* _WHAT NEEDS TO BE DONE_: All of the records need to be retyped exactly, with no line dropped.

(MATERIAL SUPPLIED begins)

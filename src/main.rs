use std::process::exit;

use rhi::config::RendererSettings;
use rhi::error::report_fatal;
use rhi::Engine;

fn main() {
    pretty_env_logger::init();

    let settings = match RendererSettings::load() {
        Ok(settings) => settings,
        Err(error) => {
            report_fatal(&error.into());
            exit(1);
        }
    };

    if let Err(error) = Engine::new(settings).and_then(Engine::run) {
        report_fatal(&error);
        exit(1);
    }
}
#[cfg(test)]
mod tests {
    use super::*;

    fn capabilities(current: (u32, u32)) -> vk::SurfaceCapabilitiesKHR {
        vk::SurfaceCapabilitiesKHR {
            min_image_count: 2,
            max_image_count: 0,
            current_extent: vk::Extent2D {
                width: current.0,
                height: current.1,
            },
            min_image_extent: vk::Extent2D {
                width: 1,
                height: 1,
            },
            max_image_extent: vk::Extent2D {
                width: 4096,
                height: 2160,
            },
            ..Default::default()
        }
    }

    #[test]
    fn extent_prefers_current_extent() {
        let extent = choose_extent(&capabilities((1280, 720)), (800, 600));
        assert_eq!((extent.width, extent.height), (1280, 720));
    }

    #[test]
    fn undefined_extent_clamps_window_size() {
        let caps = capabilities((u32::MAX, u32::MAX));

        let extent = choose_extent(&caps, (8000, 600));
        assert_eq!((extent.width, extent.height), (4096, 600));

        let extent = choose_extent(&caps, (0, 0));
        assert_eq!((extent.width, extent.height), (1, 1));
    }

    #[test]
    fn minimized_window_is_never_rebuilt() {
        let undefined = capabilities((u32::MAX, u32::MAX));
        assert_eq!(plan_recreate(&undefined, (0, 0)), None);
        assert_eq!(plan_recreate(&undefined, (1024, 0)), None);

        let minimized = capabilities((0, 0));
        assert_eq!(plan_recreate(&minimized, (0, 0)), None);
        assert_eq!(plan_recreate(&minimized, (800, 600)), None);

        let mut lifecycle = SwapchainLifecycle::default();
        lifecycle.created();
        let before = lifecycle;
        let planned = plan_recreate(&undefined, (0, 0)).filter(|&e| lifecycle.begin_recreate(e));
        assert!(planned.is_none());
        assert_eq!(lifecycle, before);

        assert_eq!(
            plan_recreate(&undefined, (800, 600)),
            Some(vk::Extent2D {
                width: 800,
                height: 600
            })
        );
    }

    #[test]
    fn image_count_is_min_plus_one_capped_by_max() {
        let mut caps = capabilities((800, 600));
        assert_eq!(choose_image_count(&caps), 3);

        caps.max_image_count = 2;
        assert_eq!(choose_image_count(&caps), 2);

        caps.max_image_count = 8;
        assert_eq!(choose_image_count(&caps), 3);
    }

    #[test]
    fn vsync_toggles_between_fifo_and_optimal() {
        let mut control = PresentModeControl::new(vk::PresentModeKHR::MAILBOX, false);
        assert_eq!(control.current(), vk::PresentModeKHR::MAILBOX);

        assert!(control.request_vsync(true));
        assert!(!control.request_vsync(true));
        assert_eq!(control.current(), vk::PresentModeKHR::FIFO);
        assert!(control.vsync());

        assert!(control.request_vsync(false));
        assert_eq!(control.current(), vk::PresentModeKHR::MAILBOX);
    }

    #[test]
    fn vsync_off_is_a_no_op_without_mailbox() {
        let mut control = PresentModeControl::new(vk::PresentModeKHR::FIFO, true);
        assert!(!control.request_vsync(false));
        assert!(control.vsync());
        assert!(!control.request_vsync(true));
    }

    #[test]
    fn enabling_vsync_twice_rebuilds_once() {
        let mut control = PresentModeControl::new(vk::PresentModeKHR::MAILBOX, false);
        let mut lifecycle = SwapchainLifecycle::default();
        lifecycle.created();

        let mut mode_changes = 0;
        let mut rebuilds = 0;
        for _ in 0..2 {
            let before = control.current();
            if control.apply_vsync(true, &lifecycle) == VsyncChange::Rebuild {
                assert!(lifecycle.begin_recreate(vk::Extent2D {
                    width: 800,
                    height: 600
                }));
                lifecycle.created();
                rebuilds += 1;
            }
            if control.current() != before {
                mode_changes += 1;
            }
        }

        assert_eq!(mode_changes, 1);
        assert_eq!(rebuilds, 1);
        assert_eq!(lifecycle.generation(), 2);
        assert_eq!(control.current(), vk::PresentModeKHR::FIFO);
    }

    #[test]
    fn vsync_before_creation_only_switches_mode() {
        let mut control = PresentModeControl::new(vk::PresentModeKHR::MAILBOX, false);
        let lifecycle = SwapchainLifecycle::default();

        assert_eq!(control.apply_vsync(true, &lifecycle), VsyncChange::ModeOnly);
        assert_eq!(control.apply_vsync(true, &lifecycle), VsyncChange::Unchanged);
    }

    #[test]
    fn zero_extent_leaves_lifecycle_untouched() {
        let mut lifecycle = SwapchainLifecycle::default();
        lifecycle.created();
        let before = lifecycle;

        assert!(!lifecycle.begin_recreate(vk::Extent2D {
            width: 0,
            height: 0
        }));
        assert!(!lifecycle.begin_recreate(vk::Extent2D {
            width: 1024,
            height: 0
        }));
        assert_eq!(lifecycle, before);
        assert_eq!(lifecycle.state(), SwapchainState::Created);
    }

    #[test]
    fn recreation_cycles_through_pending() {
        let mut lifecycle = SwapchainLifecycle::default();
        assert_eq!(lifecycle.state(), SwapchainState::Uninitialized);
        assert!(!lifecycle.has_native_swapchain());

        lifecycle.created();
        assert!(lifecycle.begin_recreate(vk::Extent2D {
            width: 640,
            height: 480
        }));
        assert_eq!(lifecycle.state(), SwapchainState::RecreatePending);
        lifecycle.created();
        assert_eq!(lifecycle.generation(), 2);

        lifecycle.destroyed();
        assert_eq!(lifecycle.state(), SwapchainState::Destroyed);
    }
}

(MATERIAL SUPPLIED ends)

* _RESULT OF THE EXERCISE_:
filename src/main.rs
use std::process::exit;

use rhi::config::RendererSettings;
use rhi::error::report_fatal;
use rhi::Engine;

fn main() {
    pretty_env_logger::init();

    let settings = match RendererSettings::load() {
        Ok(settings) => settings,
        Err(error) => {
            report_fatal(&error.into());
            exit(1);
        }
    };

    if let Err(error) = Engine::new(settings).and_then(Engine::run) {
        report_fatal(&error);
        exit(1);
    }
}
#[cfg(test)]
mod tests {
    use super::*;

    fn capabilities(current: (u32, u32)) -> vk::SurfaceCapabilitiesKHR {
        vk::SurfaceCapabilitiesKHR {
            min_image_count: 2,
            max_image_count: 0,
            current_extent: vk::Extent2D {
                width: current.0,
                height: current.1,
            },
            min_image_extent: vk::Extent2D {
                width: 1,
                height: 1,
            },
            max_image_extent: vk::Extent2D {
                width: 4096,
                height: 2160,
            },
            ..Default::default()
        }
    }

    #[test]
    fn extent_prefers_current_extent() {
        let extent = choose_extent(&capabilities((1280, 720)), (800, 600));
        assert_eq!((extent.width, extent.height), (1280, 720));
    }

    #[test]
    fn undefined_extent_clamps_window_size() {
        let caps = capabilities((u32::MAX, u32::MAX));

        let extent = choose_extent(&caps, (8000, 600));
        assert_eq!((extent.width, extent.height), (4096, 600));

        let extent = choose_extent(&caps, (0, 0));
        assert_eq!((extent.width, extent.height), (1, 1));
    }

    #[test]
    fn minimized_window_is_never_rebuilt() {
        let undefined = capabilities((u32::MAX, u32::MAX));
        assert_eq!(plan_recreate(&undefined, (0, 0)), None);
        assert_eq!(plan_recreate(&undefined, (1024, 0)), None);

        let minimized = capabilities((0, 0));
        assert_eq!(plan_recreate(&minimized, (0, 0)), None);
        assert_eq!(plan_recreate(&minimized, (800, 600)), None);

        let mut lifecycle = SwapchainLifecycle::default();
        lifecycle.created();
        let before = lifecycle;
        let planned = plan_recreate(&undefined, (0, 0)).filter(|&e| lifecycle.begin_recreate(e));
        assert!(planned.is_none());
        assert_eq!(lifecycle, before);

        assert_eq!(
            plan_recreate(&undefined, (800, 600)),
            Some(vk::Extent2D {
                width: 800,
                height: 600
            })
        );
    }

    #[test]
    fn image_count_is_min_plus_one_capped_by_max() {
        let mut caps = capabilities((800, 600));
        assert_eq!(choose_image_count(&caps), 3);

        caps.max_image_count = 2;
        assert_eq!(choose_image_count(&caps), 2);

        caps.max_image_count = 8;
        assert_eq!(choose_image_count(&caps), 3);
    }

    #[test]
    fn vsync_toggles_between_fifo_and_optimal() {
        let mut control = PresentModeControl::new(vk::PresentModeKHR::MAILBOX, false);
        assert_eq!(control.current(), vk::PresentModeKHR::MAILBOX);

        assert!(control.request_vsync(true));
        assert!(!control.request_vsync(true));
        assert_eq!(control.current(), vk::PresentModeKHR::FIFO);
        assert!(control.vsync());

        assert!(control.request_vsync(false));
        assert_eq!(control.current(), vk::PresentModeKHR::MAILBOX);
    }

    #[test]
    fn vsync_off_is_a_no_op_without_mailbox() {
        let mut control = PresentModeControl::new(vk::PresentModeKHR::FIFO, true);
        assert!(!control.request_vsync(false));
        assert!(control.vsync());
        assert!(!control.request_vsync(true));
    }

    #[test]
    fn enabling_vsync_twice_rebuilds_once() {
        let mut control = PresentModeControl::new(vk::PresentModeKHR::MAILBOX, false);
        let mut lifecycle = SwapchainLifecycle::default();
        lifecycle.created();

        let mut mode_changes = 0;
        let mut rebuilds = 0;
        for _ in 0..2 {
            let before = control.current();
            if control.apply_vsync(true, &lifecycle) == VsyncChange::Rebuild {
                assert!(lifecycle.begin_recreate(vk::Extent2D {
                    width: 800,
                    height: 600
                }));
                lifecycle.created();
                rebuilds += 1;
            }
            if control.current() != before {
                mode_changes += 1;
            }
        }

        assert_eq!(mode_changes, 1);
        assert_eq!(rebuilds, 1);
        assert_eq!(lifecycle.generation(), 2);
        assert_eq!(control.current(), vk::PresentModeKHR::FIFO);
    }

    #[test]
    fn vsync_before_creation_only_switches_mode() {
        let mut control = PresentModeControl::new(vk::PresentModeKHR::MAILBOX, false);
        let lifecycle = SwapchainLifecycle::default();

        assert_eq!(control.apply_vsync(true, &lifecycle), VsyncChange::ModeOnly);
        assert_eq!(control.apply_vsync(true, &lifecycle), VsyncChange::Unchanged);
    }

    #[test]
    fn zero_extent_leaves_lifecycle_untouched() {
        let mut lifecycle = SwapchainLifecycle::default();
        lifecycle.created();
        let before = lifecycle;

        assert!(!lifecycle.begin_recreate(vk::Extent2D {
            width: 0,
            height: 0
        }));
        assert!(!lifecycle.begin_recreate(vk::Extent2D {
            width: 1024,
            height: 0
        }));
        assert_eq!(lifecycle, before);
        assert_eq!(lifecycle.state(), SwapchainState::Created);
    }

    #[test]
    fn recreation_cycles_through_pending() {
        let mut lifecycle = SwapchainLifecycle::default();
        assert_eq!(lifecycle.state(), SwapchainState::Uninitialized);
        assert!(!lifecycle.has_native_swapchain());

        lifecycle.created();
        assert!(lifecycle.begin_recreate(vk::Extent2D {
            width: 640,
            height: 480
        }));
        assert_eq!(lifecycle.state(), SwapchainState::RecreatePending);
        lifecycle.created();
        assert_eq!(lifecycle.generation(), 2);

        lifecycle.destroyed();
        assert_eq!(lifecycle.state(), SwapchainState::Destroyed);
    }
}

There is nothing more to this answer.